**TASK INSTRUCTIONS**
Your answer should consist of all lines in the listing that hold the word "bytes".

**PROVIDED DATA**
use anyhow::Result;

use studio_engine::logging::{init_logging, LoggingConfig};
use studio_engine::module::stub::{StubLoader, StubModule};
use studio_shell::{app, ShellConfig};

fn main() -> Result<()> {
    init_logging(LoggingConfig::default());

    let config = ShellConfig::from_env();
    log::info!(
        "canvas {}x{}, draw mode {}",
        config.canvas.width,
        config.canvas.height,
        if config.draw_mode { "on" } else { "off" }
    );
    log::info!("keys: R add, C add colored, Del clear, D draw mode, arrows resize canvas");

    // No native engine build ships with the shell; the in-process module stands in.
    app::run(config, StubLoader::new(StubModule::new()))
}
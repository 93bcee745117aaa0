/// Canvas dimensions in device pixels.
///
/// Pushed to both the rendering surface and the engine on every resize.
/// Any clamping is the caller's business.
#[derive(Debug, Copy, Clone, Default, Eq, PartialEq, Hash)]
pub struct CanvasSize {
    pub width: u32,
    pub height: u32,
}

impl CanvasSize {
    #[inline]
    pub const fn new(width: u32, height: u32) -> Self {
        Self { width, height }
    }

    #[inline]
    pub fn is_empty(self) -> bool {
        self.width == 0 || self.height == 0
    }
}
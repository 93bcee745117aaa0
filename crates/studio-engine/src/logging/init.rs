use std::sync::Once;

/// Logger configuration.
///
/// `env_filter` follows the `env_logger` filter syntax (e.g. "info",
/// "studio_engine=debug,wgpu=warn"). On the web only the level part of the
/// filter is honoured.
#[derive(Debug, Clone)]
pub struct LoggingConfig {
    pub env_filter: Option<String>,
    /// Native only: ANSI coloring behavior.
    #[cfg(not(target_family = "wasm"))]
    pub write_style: env_logger::WriteStyle,
}

impl Default for LoggingConfig {
    fn default() -> Self {
        Self {
            env_filter: None,
            #[cfg(not(target_family = "wasm"))]
            write_style: env_logger::WriteStyle::Auto,
        }
    }
}

static INIT: Once = Once::new();

/// Initializes the global logger once.
///
/// Idempotent; subsequent calls are ignored. Call early, before the engine
/// binding is initialized, so module-load diagnostics are captured.
pub fn init_logging(config: LoggingConfig) {
    INIT.call_once(|| install(config));
}

#[cfg(not(target_family = "wasm"))]
fn install(config: LoggingConfig) {
    let mut builder = env_logger::Builder::new();

    if let Some(filter) = config.env_filter {
        builder.parse_filters(&filter);
    } else if let Ok(filter) = std::env::var("RUST_LOG") {
        builder.parse_filters(&filter);
    } else {
        builder.filter_level(log::LevelFilter::Info);
    }

    builder.write_style(config.write_style);

    // A test harness may have installed a logger already.
    if builder.try_init().is_err() {
        return;
    }

    log::debug!("logging initialized");
}

#[cfg(target_family = "wasm")]
fn install(config: LoggingConfig) {
    std::panic::set_hook(Box::new(console_error_panic_hook::hook));

    let level = config
        .env_filter
        .as_deref()
        .and_then(|f| f.parse::<log::Level>().ok())
        .unwrap_or(log::Level::Info);

    if console_log::init_with_level(level).is_err() {
        return;
    }

    log::debug!("logging initialized");
}
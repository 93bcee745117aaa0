//! Foreign engine surface.
//!
//! The drawing engine lives outside this crate. It is reached through
//! [`EngineModule`], a typed rendition of the engine's exported C-style calls,
//! and obtained through a [`ModuleLoader`], the only suspending step of the
//! binding lifecycle.
//!
//! Implementations:
//! - [`stub::StubModule`]: in-process double that records every call
//! - `web::WebModule` (wasm32 only): the `_engine_*` exports of a loaded
//!   `DesignStudioModule`

use std::future::Future;
use std::num::NonZeroU64;

use crate::binding::BindingError;
use crate::coords::{CanvasSize, ColorRgba, Rect, Vec2};

pub mod stub;

#[cfg(target_family = "wasm")]
pub mod web;

/// Opaque token identifying one engine instance.
///
/// Returned by [`EngineModule::create`]; valid until passed to
/// [`EngineModule::destroy`]. The raw value is whatever the module uses
/// (a pointer into wasm memory, a slot number, ...) and is never zero.
#[derive(Debug, Copy, Clone, Eq, PartialEq, Hash)]
pub struct EngineHandle(NonZeroU64);

impl EngineHandle {
    /// Wraps a raw module token. Zero (a null instance) yields `None`.
    #[inline]
    pub fn from_raw(raw: u64) -> Option<Self> {
        NonZeroU64::new(raw).map(Self)
    }

    #[inline]
    pub fn raw(self) -> u64 {
        self.0.get()
    }
}

/// Index of a rectangle previously added to an engine instance.
///
/// Only meaningful for the instance that returned it. There is no lookup or
/// per-index delete; shapes are removed in bulk.
#[derive(Debug, Copy, Clone, Eq, PartialEq, Hash, PartialOrd, Ord)]
pub struct RectRef(u32);

impl RectRef {
    #[inline]
    pub const fn new(index: u32) -> Self {
        Self(index)
    }

    #[inline]
    pub const fn index(self) -> u32 {
        self.0
    }
}

/// The engine's exported call surface.
///
/// Semantics belong to the module; the binding forwards arguments unchanged and
/// validates nothing. Methods take `&self` because a module is shared between
/// the binding and the instance that must outlive it.
pub trait EngineModule {
    /// Creates an engine instance. `None` means the module handed back a null instance.
    fn create(&self) -> Option<EngineHandle>;

    fn destroy(&self, handle: EngineHandle);

    /// Prepares the instance for a canvas of `size`. Returns the engine's success flag.
    fn initialize(&self, handle: EngineHandle, size: CanvasSize) -> bool;

    fn set_canvas_size(&self, handle: EngineHandle, size: CanvasSize);

    fn render(&self, handle: EngineHandle);

    fn mouse_down(&self, handle: EngineHandle, pos: Vec2);
    fn mouse_move(&self, handle: EngineHandle, pos: Vec2);
    fn mouse_up(&self, handle: EngineHandle, pos: Vec2);

    /// Adds a rectangle and returns its index, or `None` if the engine refused it.
    fn add_rectangle(&self, handle: EngineHandle, rect: Rect) -> Option<RectRef>;

    fn set_rectangle_color(&self, handle: EngineHandle, index: RectRef, color: ColorRgba);

    fn clear_shapes(&self, handle: EngineHandle);
}

/// Produces the engine module.
///
/// Called at most once per binding: once loaded, a module is cached and reused
/// across destroy/initialize cycles.
pub trait ModuleLoader {
    type Module: EngineModule + 'static;

    fn load(&mut self) -> impl Future<Output = Result<Self::Module, BindingError>>;
}
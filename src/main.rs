//! drifter-sd CLI entry point
//!
//! Installs the diagnostic subscriber, then delegates to the CLI module.
//! Prints errors to stderr and exits non-zero on failure.

use drifter_sd::{cli, observability};

fn main() {
    observability::init_tracing("info");

    if let Err(e) = cli::run() {
        eprintln!("{}", e);
        std::process::exit(1);
    }
}
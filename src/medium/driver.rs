//! # Storage Driver Trait

use std::fmt;

use super::errors::MediumResult;

/// Hardware address of the storage card (the chip-select line on SPI cards).
#[derive(Debug, Clone, Copy, PartialEq, Eq, Hash)]
pub struct SelectionToken(pub u8);

impl SelectionToken {
    /// Chip-select line wired to the card on the drifter board
    pub const DEFAULT: SelectionToken = SelectionToken(4);

    /// Returns the raw line number
    pub fn line(&self) -> u8 {
        self.0
    }
}

impl Default for SelectionToken {
    fn default() -> Self {
        Self::DEFAULT
    }
}

impl fmt::Display for SelectionToken {
    fn fmt(&self, f: &mut fmt::Formatter<'_>) -> fmt::Result {
        write!(f, "cs{}", self.0)
    }
}

/// How a path is opened on the medium.
///
/// Only append-create exists: create the file if absent, otherwise
/// position every write at end-of-file.
#[derive(Debug, Clone, Copy, PartialEq, Eq)]
pub enum OpenMode {
    AppendCreate,
}

/// Block-storage driver and filesystem of the card.
///
/// The store depends on these four primitives only.
pub trait StorageDriver {
    /// Open file handle
    type Handle;

    /// Bind the medium addressed by `token`. Returns false if the card
    /// does not respond.
    fn bind(&mut self, token: SelectionToken) -> bool;

    /// Open `path` (rooted at the card's root directory).
    fn open(&mut self, path: &str, mode: OpenMode) -> MediumResult<Self::Handle>;

    /// Append `bytes` at end-of-file.
    fn append(&mut self, handle: &mut Self::Handle, bytes: &[u8]) -> MediumResult<()>;

    /// Force everything appended so far onto the physical medium.
    fn flush(&mut self, handle: &mut Self::Handle) -> MediumResult<()>;
}
//! # In-Memory Driver
//!
//! A card that lives in memory, with failure injection. Clones share the
//! same card, so a test can keep one clone for inspection while the store
//! owns the other.
//!
//! Appended bytes sit in the handle until `flush`; only flushed bytes are
//! visible through [`MemoryDriver::contents`].

use std::collections::{BTreeMap, HashSet};
use std::sync::{Arc, Mutex, MutexGuard, PoisonError};

use super::driver::{OpenMode, SelectionToken, StorageDriver};
use super::errors::{MediumError, MediumResult};

/// Open file on a [`MemoryDriver`] medium
#[derive(Debug)]
pub struct MemoryHandle {
    path: String,
    pending: Vec<u8>,
}

impl MemoryHandle {
    /// Card path of the open file
    pub fn path(&self) -> &str {
        &self.path
    }
}

#[derive(Debug, Default)]
struct MemoryCard {
    files: BTreeMap<String, Vec<u8>>,
    bound_token: Option<SelectionToken>,
    open_attempts: Vec<String>,
    flush_count: usize,
    fail_bind: bool,
    failing_opens: HashSet<String>,
    fail_append: bool,
    fail_flush: bool,
}

/// In-memory storage driver
#[derive(Debug, Clone, Default)]
pub struct MemoryDriver {
    card: Arc<Mutex<MemoryCard>>,
}

impl MemoryDriver {
    /// Create an empty, healthy card.
    pub fn new() -> Self {
        Self::default()
    }

    fn card(&self) -> MutexGuard<'_, MemoryCard> {
        self.card.lock().unwrap_or_else(PoisonError::into_inner)
    }

    /// Make every subsequent `bind` fail (no card inserted).
    pub fn fail_bind(&self) -> &Self {
        self.card().fail_bind = true;
        self
    }

    /// Make `open` fail for the given card path.
    pub fn fail_open(&self, path: &str) -> &Self {
        self.card().failing_opens.insert(path.to_string());
        self
    }

    /// Make every subsequent `append` fail.
    pub fn fail_append(&self) -> &Self {
        self.card().fail_append = true;
        self
    }

    /// Make every subsequent `flush` fail.
    pub fn fail_flush(&self) -> &Self {
        self.card().fail_flush = true;
        self
    }

    /// Clear every injected failure.
    pub fn heal(&self) {
        let mut card = self.card();
        card.fail_bind = false;
        card.failing_opens.clear();
        card.fail_append = false;
        card.fail_flush = false;
    }

    /// Pre-populate a file, as if written in an earlier session.
    pub fn preload(&self, path: &str, bytes: &[u8]) {
        self.card()
            .files
            .insert(path.to_string(), bytes.to_vec());
    }

    /// Flushed contents of `path`, if the file exists.
    pub fn contents(&self, path: &str) -> Option<Vec<u8>> {
        self.card().files.get(path).cloned()
    }

    /// Flushed contents of `path` as UTF-8 (lossy), empty if absent.
    pub fn contents_string(&self, path: &str) -> String {
        self.contents(path)
            .map(|bytes| String::from_utf8_lossy(&bytes).into_owned())
            .unwrap_or_default()
    }

    /// Token of the last successful bind
    pub fn bound_token(&self) -> Option<SelectionToken> {
        self.card().bound_token
    }

    /// Every path passed to `open`, in call order, including failed opens.
    pub fn open_attempts(&self) -> Vec<String> {
        self.card().open_attempts.clone()
    }

    /// Number of successful flushes
    pub fn flush_count(&self) -> usize {
        self.card().flush_count
    }
}

impl StorageDriver for MemoryDriver {
    type Handle = MemoryHandle;

    fn bind(&mut self, token: SelectionToken) -> bool {
        let mut card = self.card();
        if card.fail_bind {
            return false;
        }
        card.bound_token = Some(token);
        true
    }

    fn open(&mut self, path: &str, mode: OpenMode) -> MediumResult<MemoryHandle> {
        let mut card = self.card();
        card.open_attempts.push(path.to_string());

        if card.bound_token.is_none() {
            return Err(MediumError::NotBound);
        }
        if card.failing_opens.contains(path) {
            return Err(MediumError::open_failed(path, "injected open failure"));
        }

        match mode {
            OpenMode::AppendCreate => {
                card.files.entry(path.to_string()).or_default();
            }
        }

        Ok(MemoryHandle {
            path: path.to_string(),
            pending: Vec::new(),
        })
    }

    fn append(&mut self, handle: &mut MemoryHandle, bytes: &[u8]) -> MediumResult<()> {
        if self.card().fail_append {
            return Err(MediumError::AppendFailed("injected append failure".to_string()));
        }
        handle.pending.extend_from_slice(bytes);
        Ok(())
    }

    fn flush(&mut self, handle: &mut MemoryHandle) -> MediumResult<()> {
        let mut card = self.card();
        if card.fail_flush {
            return Err(MediumError::FlushFailed("injected flush failure".to_string()));
        }
        let pending = std::mem::take(&mut handle.pending);
        card.files
            .entry(handle.path.clone())
            .or_default()
            .extend_from_slice(&pending);
        card.flush_count += 1;
        Ok(())
    }
}
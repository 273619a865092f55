//! # Storage Medium
//!
//! The removable card the drifter logs to, seen through the
//! [`StorageDriver`] trait: bind, open, append, flush.
//!
//! Two drivers ship with the crate:
//! - [`DirectoryDriver`]: a host directory stands in for the card root
//! - [`MemoryDriver`]: an in-memory card with failure injection

pub mod directory;
pub mod driver;
pub mod errors;
pub mod memory;

pub use directory::{DirectoryDriver, DirectoryHandle};
pub use driver::{OpenMode, SelectionToken, StorageDriver};
pub use errors::{MediumError, MediumResult};
pub use memory::{MemoryDriver, MemoryHandle};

**WRITTEN SOLUTION**
    /// Append `bytes` at end-of-file.
    fn append(&mut self, handle: &mut Self::Handle, bytes: &[u8]) -> MediumResult<()>;
//! Appended bytes sit in the handle until `flush`; only flushed bytes are
    pub fn preload(&self, path: &str, bytes: &[u8]) {
            .insert(path.to_string(), bytes.to_vec());
            .map(|bytes| String::from_utf8_lossy(&bytes).into_owned())
    fn append(&mut self, handle: &mut MemoryHandle, bytes: &[u8]) -> MediumResult<()> {
        handle.pending.extend_from_slice(bytes);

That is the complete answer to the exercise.